GIVEN DATA START

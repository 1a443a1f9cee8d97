/*
 * Responsibility
 * - The authenticated-principal type handlers receive
 * - The auth gate validates the token and stores this in request extensions;
 *   handlers only ever see this type, never the token
 */
use axum::{extract::FromRequestParts, http::request::Parts};
use uuid::Uuid;

use crate::error::AppError;

/// Resolved identity of an authenticated request.
///
/// Owned by the request; dropped when handling ends.
#[derive(Debug, Clone)]
pub struct AuthCtx {
    pub user_id: Uuid,
    pub email: String,
    pub roles: Vec<String>,
    /// Raw claim mapping as decoded from the accepted token.
    pub claims: serde_json::Map<String, serde_json::Value>,
}

impl AuthCtx {
    pub fn has_role(&self, role: &str) -> bool {
        self.roles.iter().any(|r| r == role)
    }
}

impl<S> FromRequestParts<S> for AuthCtx
where
    S: Send + Sync,
{
    type Rejection = AppError;

    async fn from_request_parts(parts: &mut Parts, _state: &S) -> Result<Self, Self::Rejection> {
        parts
            .extensions
            .get::<AuthCtx>()
            .cloned()
            .ok_or_else(|| AppError::unauthorized("Missing authentication context"))
    }
}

GIVEN DATA END

> AIM OF THE EXERCISE
Repeat only the lines from the one holding "use crate::error::AppError;" through the last line of the data.

> OUTPUT FOR THIS EXERCISE
use crate::error::AppError;

/// Resolved identity of an authenticated request.
///
/// Owned by the request; dropped when handling ends.
#[derive(Debug, Clone)]
pub struct AuthCtx {
    pub user_id: Uuid,
    pub email: String,
    pub roles: Vec<String>,
    /// Raw claim mapping as decoded from the accepted token.
    pub claims: serde_json::Map<String, serde_json::Value>,
}

impl AuthCtx {
    pub fn has_role(&self, role: &str) -> bool {
        self.roles.iter().any(|r| r == role)
    }
}

impl<S> FromRequestParts<S> for AuthCtx
where
    S: Send + Sync,
{
    type Rejection = AppError;

    async fn from_request_parts(parts: &mut Parts, _state: &S) -> Result<Self, Self::Rejection> {
        parts
            .extensions
            .get::<AuthCtx>()
            .cloned()
            .ok_or_else(|| AppError::unauthorized("Missing authentication context"))
    }
}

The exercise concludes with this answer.